После сна того жизнь ее пошла своим чередом: заботы и волнения, радости и печали, потери и удачи. Жила она счастливо, имела все, что надо: любимого мужа, здоровых детей, не чуждались ее ни братья, ни сестры, не обходили вниманием и на работе... Внезапная гибель мужа сломила ее, но все же она выстояла, сохранила в себе всю ту же простоту и открытость. Вскоре после похорон мужа ей во второй раз приснился отец. И уже не один, а в кругу семьи и совсем как живой, и она разговаривала с ним, и рядом были все: и она, и мать, и братья, и сестры, и опять ей отец сказал, что жить она должна вместе с матерью, как будто и не знал он того, что от матери она никуда еще не отлучалась.
И вот вчера ей в третий раз приснился отец. Ненадолго, вроде яркой вспышки, даже не успела она всмотреться в него, словом перемолвиться. К чему бы это? К чему?
И тут она вздрогнула: не потому ли, что ни разу еще не побывала на могиле отца? Как же так произошло, что за все это долгое время она не смогла найти несколько дней, чтоб съездить в Большой Киалим? И никто не подсказал, даже мать почему-то не задавалась этим же вопросом. Только Саша вспомнил. А где же была она, где же были остальные? Не странно ли это?
Перед самой войной срубил отец на задах дома баню. Чуть ли не в полдома — с высоким потолком, с широкими полка́ми, с большой печью, в середину которой был уложен огромный котел, с удобным предбанником, с кладовкой, где всегда висели кистями вязанки березовых веников.
Мать сетовала: «Да куда ты замахнулся на такую громадину?» Отец смеялся: «А чтоб все рядышком поместились. Или ты, мать, ни на кого больше не рассчитываешь? Ослабла, что ли?» — «Ну тебя», — смущалась мать, а сама с гордостью думала, что такой роскошной бани еще ни у кого не видывала.
И вот уже три десятка лет стоит баня, и хоть сруб почернел и подернулись копотью стены, но все так же по-доброму служит она семейству Заболотневых. Каждую субботу — в жару и стужу, в снег и в дождь — вьется сизый дым из почерневшей трубы.

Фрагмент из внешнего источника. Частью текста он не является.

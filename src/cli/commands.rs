//! CLI commands implementation.

mod catalog;
mod dataset;

use std::path::PathBuf;

use clap::{Parser, Subcommand};

use crate::config::{load_settings, LoadOptions};
use crate::dataset::DetailKind;

#[derive(Parser)]
#[command(name = "census")]
#[command(about = "Census Bureau data catalog client")]
#[command(version)]
pub struct Cli {
    /// Config file (TOML, YAML or JSON); discovered automatically if omitted
    #[arg(long, global = true)]
    config: Option<PathBuf>,

    /// Request timeout in seconds (no timeout by default)
    #[arg(long, global = true)]
    timeout: Option<u64>,

    /// Enable verbose logging
    #[arg(short, long, global = true)]
    pub verbose: bool,

    #[command(subcommand)]
    command: Commands,
}

/// Check if verbose mode is enabled (for early logging setup).
pub fn is_verbose() -> bool {
    std::env::args().any(|arg| arg == "-v" || arg == "--verbose")
}

#[derive(Subcommand)]
enum Commands {
    /// List catalog datasets, newest first
    Catalog {
        /// Limit number of rows shown (0 = all)
        #[arg(short, long, default_value = "0")]
        limit: usize,
        /// Emit every column as JSON lines
        #[arg(long)]
        json: bool,
    },

    /// Show the projected metadata table stamped with the time of check
    Metadata {
        /// Limit number of rows shown (0 = all)
        #[arg(short, long, default_value = "0")]
        limit: usize,
        /// Emit rows as JSON lines
        #[arg(long)]
        json: bool,
    },

    /// Count labels of a list-valued catalog field (e.g. keyword, bureauCode)
    Labels {
        /// Catalog field holding a list per dataset
        key: String,
        /// Limit number of labels shown (0 = all)
        #[arg(short, long, default_value = "0")]
        limit: usize,
    },

    /// Print a dataset's base access URL
    Url {
        /// Dataset identifier (e.g. https://api.census.gov/data/id/DECENNIALPL2020)
        identifier: String,
    },

    /// Show a dataset's variables
    Variables {
        identifier: String,
        /// Limit number of rows shown (0 = all)
        #[arg(short, long, default_value = "0")]
        limit: usize,
        /// Emit rows as JSON lines
        #[arg(long)]
        json: bool,
    },

    /// Show the geography levels a dataset supports
    Geography {
        identifier: String,
        /// Emit rows as JSON lines
        #[arg(long)]
        json: bool,
    },

    /// Show a dataset's variable groups
    Groups {
        identifier: String,
        /// Emit rows as JSON lines
        #[arg(long)]
        json: bool,
    },

    /// Print the raw JSON of one detail endpoint
    Detail {
        identifier: String,
        #[arg(value_enum)]
        kind: DetailKind,
    },

    /// Fetch every detail endpoint of a dataset and report what answered
    Inspect { identifier: String },
}

/// Parse arguments, resolve settings and run the selected command.
pub async fn run() -> anyhow::Result<()> {
    let cli = Cli::parse();

    let options = LoadOptions {
        config_path: cli.config.clone(),
        timeout_override: cli.timeout,
    };
    let settings = load_settings(&options).await?;

    match cli.command {
        Commands::Catalog { limit, json } => catalog::cmd_catalog(&settings, limit, json).await,
        Commands::Metadata { limit, json } => catalog::cmd_metadata(&settings, limit, json).await,
        Commands::Labels { key, limit } => catalog::cmd_labels(&settings, &key, limit).await,
        Commands::Url { identifier } => catalog::cmd_url(&settings, &identifier).await,
        Commands::Variables {
            identifier,
            limit,
            json,
        } => dataset::cmd_variables(&settings, &identifier, limit, json).await,
        Commands::Geography { identifier, json } => {
            dataset::cmd_geography(&settings, &identifier, json).await
        }
        Commands::Groups { identifier, json } => {
            dataset::cmd_groups(&settings, &identifier, json).await
        }
        Commands::Detail { identifier, kind } => {
            dataset::cmd_detail(&settings, &identifier, kind).await
        }
        Commands::Inspect { identifier } => dataset::cmd_inspect(&settings, &identifier).await,
    }
}

#[cfg(test)]
mod tests {
    use super::*;
    use clap::CommandFactory;

    #[test]
    fn test_cli_definition() {
        Cli::command().debug_assert();
    }

    #[test]
    fn test_parse_detail_kind() {
        let cli = Cli::try_parse_from([
            "census",
            "detail",
            "https://api.census.gov/data/id/DECENNIALPL2020",
            "geography",
        ])
        .unwrap();
        assert!(matches!(
            cli.command,
            Commands::Detail {
                kind: DetailKind::Geography,
                ..
            }
        ));
    }

    #[test]
    fn test_parse_global_flags() {
        let cli = Cli::try_parse_from(["census", "labels", "keyword", "--timeout", "20", "-v"])
            .unwrap();
        assert_eq!(cli.timeout, Some(20));
        assert!(cli.verbose);
    }
}
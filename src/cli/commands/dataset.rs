//! Dataset detail commands.

use console::style;

use super::catalog::fetch_snapshot;
use crate::catalog::CatalogClient;
use crate::cli::helpers::{cell, limited, print_json_lines, spinner, summarize, truncate};
use crate::config::Settings;
use crate::dataset::{DatasetSource, DetailKind};
use crate::http_client::HttpClient;

/// Resolve a dataset in a fresh snapshot.
async fn open_source(
    settings: &Settings,
    identifier: &str,
) -> anyhow::Result<DatasetSource<HttpClient>> {
    let client = CatalogClient::from_settings(settings)?;
    let snapshot = fetch_snapshot(&client).await?;
    Ok(client.dataset_source(&snapshot, identifier, None)?)
}

fn report_unavailable(source: &DatasetSource<HttpClient>, kind: DetailKind) {
    eprintln!(
        "{} {} is unavailable for {}",
        style("!").yellow(),
        kind,
        style(source.base_url()).dim()
    );
}

pub async fn cmd_variables(
    settings: &Settings,
    identifier: &str,
    limit: usize,
    json: bool,
) -> anyhow::Result<()> {
    let source = open_source(settings, identifier).await?;
    let Some(rows) = source.variables().await? else {
        report_unavailable(&source, DetailKind::Variables);
        return Ok(());
    };

    if json {
        return print_json_lines(limited(&rows, limit));
    }

    println!("{:<20} {:<10} {:<40} {}", "Variable", "Group", "Label", "Concept");
    println!("{}", "-".repeat(100));
    for row in limited(&rows, limit) {
        println!(
            "{:<20} {:<10} {:<40} {}",
            truncate(&row.variable, 20),
            cell(row.group(), 10),
            cell(row.label.as_deref(), 40),
            cell(row.concept.as_deref(), 40),
        );
    }
    println!("\n{} variables", style(rows.len()).cyan());

    Ok(())
}

pub async fn cmd_geography(settings: &Settings, identifier: &str, json: bool) -> anyhow::Result<()> {
    let source = open_source(settings, identifier).await?;
    let Some(rows) = source.geographies().await? else {
        report_unavailable(&source, DetailKind::Geography);
        return Ok(());
    };

    if json {
        return print_json_lines(&rows);
    }

    println!("{:<8} {:<40} {}", "Level", "Name", "Requires");
    println!("{}", "-".repeat(80));
    for row in &rows {
        println!(
            "{:<8} {:<40} {}",
            cell(row.geo_level_display.as_deref(), 8),
            truncate(&row.name, 40),
            row.requires.join(", ")
        );
    }

    Ok(())
}

pub async fn cmd_groups(settings: &Settings, identifier: &str, json: bool) -> anyhow::Result<()> {
    let source = open_source(settings, identifier).await?;
    let Some(rows) = source.groups().await? else {
        report_unavailable(&source, DetailKind::Groups);
        return Ok(());
    };

    if json {
        return print_json_lines(&rows);
    }

    println!("{:<12} {:<50} {}", "Name", "Description", "Universe");
    println!("{}", "-".repeat(90));
    for row in &rows {
        println!(
            "{:<12} {:<50} {}",
            truncate(&row.name, 12),
            cell(row.description.as_deref(), 50),
            cell(row.universe.as_deref(), 30),
        );
    }

    Ok(())
}

/// Print the raw JSON of one detail endpoint.
pub async fn cmd_detail(
    settings: &Settings,
    identifier: &str,
    kind: DetailKind,
) -> anyhow::Result<()> {
    let source = open_source(settings, identifier).await?;
    match source.detail(kind).await? {
        Some(json) => println!("{}", serde_json::to_string_pretty(&json)?),
        None => report_unavailable(&source, kind),
    }
    Ok(())
}

/// Hit every detail endpoint and report which answered.
pub async fn cmd_inspect(settings: &Settings, identifier: &str) -> anyhow::Result<()> {
    let source = open_source(settings, identifier).await?;

    println!("{}", style(source.base_url()).bold());
    for kind in DetailKind::ALL {
        let pb = spinner(&format!("Fetching {}", kind))?;
        let result = source.detail(kind).await;
        pb.finish_and_clear();

        match result {
            Ok(Some(json)) => println!(
                "  {} {:<10} {}",
                style("✓").green(),
                kind.as_str(),
                style(summarize(&json)).dim()
            ),
            Ok(None) => println!("  {} {:<10} unavailable", style("!").yellow(), kind.as_str()),
            Err(e) => println!("  {} {:<10} {}", style("✗").red(), kind.as_str(), e),
        }
    }

    Ok(())
}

И в эту субботу ранним утром распахнула мать настежь двери бани, проветрила осевший за неделю угарный дух. С порожним ведром вышла на крыльцо Мария, поежилась и, зябко подергивая плечами, затрусила к колодцу. По обе стороны мягкой снежной дорожки от колодца до бани прочертила водяными каплями, стекающими с ведер, две тонкие извилистые строчки.
Выскочил Саша, крикнул звонко:
— Мам, а топор где?
— Все там же, в сенцах. Али забыл?
Саша нырнул обратно в сенцы, а мать, спохватившись, пошла открывать сарай. Не успела вытащить из пробоя замок, как подоспел Саша, легонько отстранил мать:
— Я сам.
Он выкидывал из сарая чурки, покрытые угольной пыльцой, ставил их в ряд и высоко заносил над головой топор. Половинки поленьев с сухим треском разлетались в стороны. Мать стояла чуть поодаль, улыбалась.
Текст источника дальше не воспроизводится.